→ Source data:
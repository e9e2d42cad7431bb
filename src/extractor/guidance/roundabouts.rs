//! Roundabout classification and instruction assignment.
//!
//! Circular junctions come in three tiers: named rotaries (large), generic
//! roundabouts, and tiny roundabout-shaped intersections that read as plain
//! turns to a driver.

use crate::extractor::compressor::CompressedEdgeContainer;
use crate::extractor::graph_builder::InternalNode;
use crate::extractor::node_based_graph::NodeBasedGraph;
use crate::geo::haversine_distance;
use crate::types::{NodeId, EMPTY_NAME_ID};

use super::intersection::Intersection;
use super::turn_instruction::{direction_from_angle, TurnInstruction, TurnType};

/// Ring diameter above which a named ring becomes a rotary.
const ROTARY_DIAMETER: f64 = 35.0;
/// Below this diameter a sparse ring is treated as a plain intersection.
const INTERSECTION_DIAMETER: f64 = 15.0;
/// Bound on ring traversal; real roundabouts are far smaller.
const MAX_RING_NODES: usize = 64;

#[derive(Debug, Clone, Copy, PartialEq, Eq)]
pub enum RoundaboutTier {
    Roundabout,
    Rotary,
    RoundaboutIntersection,
}

/// Walk the ring starting at `via` and classify it by size and naming.
pub fn classify_roundabout(
    graph: &NodeBasedGraph,
    nodes: &[InternalNode],
    container: &CompressedEdgeContainer,
    via: NodeId,
) -> RoundaboutTier {
    let mut ring_nodes = vec![via];
    let mut named = false;
    let mut current = via;
    let mut previous = NodeId::MAX;

    for _ in 0..MAX_RING_NODES {
        let next_slot = graph.slots(current).iter().find(|slot| {
            slot.data.roundabout && slot.data.can_forward() && slot.target != previous
        });
        let Some(slot) = next_slot else {
            break;
        };
        if slot.data.name_id != EMPTY_NAME_ID {
            named = true;
        }
        // the ring may run through compressed chain nodes
        for &(inner, _) in container.inner(slot.data.geometry_key) {
            ring_nodes.push(inner);
        }
        previous = current;
        current = slot.target;
        if current == via {
            break;
        }
        ring_nodes.push(current);
    }

    let center = nodes[via as usize].coordinate;
    let diameter = ring_nodes
        .iter()
        .map(|&n| haversine_distance(center, nodes[n as usize].coordinate))
        .fold(0.0f64, f64::max);

    if diameter > ROTARY_DIAMETER && named {
        RoundaboutTier::Rotary
    } else if diameter < INTERSECTION_DIAMETER && ring_nodes.len() <= 4 {
        RoundaboutTier::RoundaboutIntersection
    } else {
        RoundaboutTier::Roundabout
    }
}

fn enter_type(tier: RoundaboutTier, at_exit: bool) -> TurnType {
    match (tier, at_exit) {
        (RoundaboutTier::Roundabout, false) => TurnType::EnterRoundabout,
        (RoundaboutTier::Roundabout, true) => TurnType::EnterRoundaboutAtExit,
        (RoundaboutTier::Rotary, false) => TurnType::EnterRotary,
        (RoundaboutTier::Rotary, true) => TurnType::EnterRotaryAtExit,
        (RoundaboutTier::RoundaboutIntersection, false) => TurnType::EnterRoundaboutIntersection,
        (RoundaboutTier::RoundaboutIntersection, true) => {
            TurnType::EnterRoundaboutIntersectionAtExit
        }
    }
}

fn enter_and_exit_type(tier: RoundaboutTier) -> TurnType {
    match tier {
        RoundaboutTier::Roundabout => TurnType::EnterAndExitRoundabout,
        RoundaboutTier::Rotary => TurnType::EnterAndExitRotary,
        RoundaboutTier::RoundaboutIntersection => TurnType::EnterAndExitRoundaboutIntersection,
    }
}

fn exit_type(tier: RoundaboutTier) -> TurnType {
    match tier {
        RoundaboutTier::Roundabout => TurnType::ExitRoundabout,
        RoundaboutTier::Rotary => TurnType::ExitRotary,
        RoundaboutTier::RoundaboutIntersection => TurnType::ExitRoundaboutIntersection,
    }
}

/// Assign roundabout instructions at a node touching the ring.
///
/// `in_roundabout` is whether the traversal arrives along the ring.
pub fn handle_roundabout(
    in_roundabout: bool,
    tier: RoundaboutTier,
    mut intersection: Intersection,
) -> Intersection {
    let has_exits = intersection
        .roads
        .iter()
        .any(|road| road.entry_allowed && !road.roundabout && road.target != intersection.from_node);

    for road in &mut intersection.roads {
        if !road.entry_allowed {
            continue;
        }
        let modifier = direction_from_angle(road.angle);
        road.instruction = if in_roundabout {
            if road.roundabout {
                TurnInstruction::new(TurnType::StayOnRoundabout, modifier)
            } else {
                TurnInstruction::new(exit_type(tier), modifier)
            }
        } else if road.roundabout {
            TurnInstruction::new(enter_type(tier, has_exits), modifier)
        } else {
            // crossing the ring node without travelling the circle
            TurnInstruction::new(enter_and_exit_type(tier), modifier)
        };
    }
    intersection
}

#[cfg(test)]
mod tests {
    use super::*;
    use crate::extractor::graph_builder::NodeBasedEdge;
    use crate::extractor::restriction_map::RestrictionMap;
    use crate::geo::Coordinate;
    use crate::types::{RoadClassification, RoadPriority, TravelMode};

    fn node(lon: f64, lat: f64) -> InternalNode {
        InternalNode {
            coordinate: Coordinate::from_degrees(lon, lat),
            osm_id: 0,
            barrier: false,
            traffic_signal: false,
        }
    }

    fn edge(source: NodeId, target: NodeId, roundabout: bool, name_id: u32, oneway: bool) -> NodeBasedEdge {
        NodeBasedEdge {
            source,
            target,
            weight: 10,
            forward: true,
            backward: !oneway,
            name_id,
            travel_mode: TravelMode::Driving,
            lane_description_id: u32::MAX,
            roundabout,
            startpoint: true,
            is_split: false,
            classification: RoadClassification {
                priority: RoadPriority::Secondary,
                ..Default::default()
            },
        }
    }

    /// Square ring 0-1-2-3 (oneway, roundabout) with an approach 4-0 and an
    /// exit 2-5. `side` is the edge length in degrees.
    fn ring(side: f64, name_id: u32) -> (NodeBasedGraph, Vec<InternalNode>) {
        let nodes = vec![
            node(0.0, 0.0),
            node(side, 0.0),
            node(side, side),
            node(0.0, side),
            node(-side, 0.0),
            node(2.0 * side, side),
        ];
        let edges = [
            edge(0, 1, true, name_id, true),
            edge(1, 2, true, name_id, true),
            edge(2, 3, true, name_id, true),
            // stored orientation is source < target, ring direction 3 -> 0
            {
                let mut e = edge(0, 3, true, name_id, true);
                e.forward = false;
                e.backward = true;
                e
            },
            edge(0, 4, false, 0, false),
            edge(2, 5, false, 0, false),
        ];
        (NodeBasedGraph::new(6, &edges), nodes)
    }

    #[test]
    fn test_small_unnamed_ring_is_roundabout() {
        // ~22m sides
        let (graph, nodes) = ring(0.0002, EMPTY_NAME_ID);
        let container = CompressedEdgeContainer::new();
        let tier = classify_roundabout(&graph, &nodes, &container, 0);
        assert_eq!(tier, RoundaboutTier::Roundabout);
    }

    #[test]
    fn test_large_named_ring_is_rotary() {
        // ~55m sides, named ring
        let (graph, nodes) = ring(0.0005, 4);
        let container = CompressedEdgeContainer::new();
        let tier = classify_roundabout(&graph, &nodes, &container, 0);
        assert_eq!(tier, RoundaboutTier::Rotary);
    }

    #[test]
    fn test_enter_and_stay_and_exit_instructions() {
        let (graph, nodes) = ring(0.0002, EMPTY_NAME_ID);
        let container = CompressedEdgeContainer::new();
        let restrictions = RestrictionMap::new(&[]);

        // approaching the ring from node 4
        let entry = super::super::intersection::build_intersection(
            &graph, &nodes, &container, &restrictions, 4, 0,
        );
        let entry = handle_roundabout(false, RoundaboutTier::Roundabout, entry);
        let ring_road = entry.roads.iter().find(|r| r.roundabout && r.entry_allowed).unwrap();
        assert_eq!(ring_road.instruction.turn_type, TurnType::EnterRoundabout);

        // on the ring at node 2, where the exit to node 5 branches off
        let on_ring = super::super::intersection::build_intersection(
            &graph, &nodes, &container, &restrictions, 1, 2,
        );
        let on_ring = handle_roundabout(true, RoundaboutTier::Roundabout, on_ring);
        let stay = on_ring.roads.iter().find(|r| r.roundabout && r.entry_allowed).unwrap();
        let exit = on_ring.roads.iter().find(|r| !r.roundabout && r.entry_allowed).unwrap();
        assert_eq!(stay.instruction.turn_type, TurnType::StayOnRoundabout);
        assert_eq!(exit.instruction.turn_type, TurnType::ExitRoundabout);
    }
}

→ Instructions to follow:
When you find a line in the records that contains the word "InternalNode", copy it.

→ Answer section:
use crate::extractor::graph_builder::InternalNode;
    nodes: &[InternalNode],
    fn node(lon: f64, lat: f64) -> InternalNode {
        InternalNode {
    fn ring(side: f64, name_id: u32) -> (NodeBasedGraph, Vec<InternalNode>) {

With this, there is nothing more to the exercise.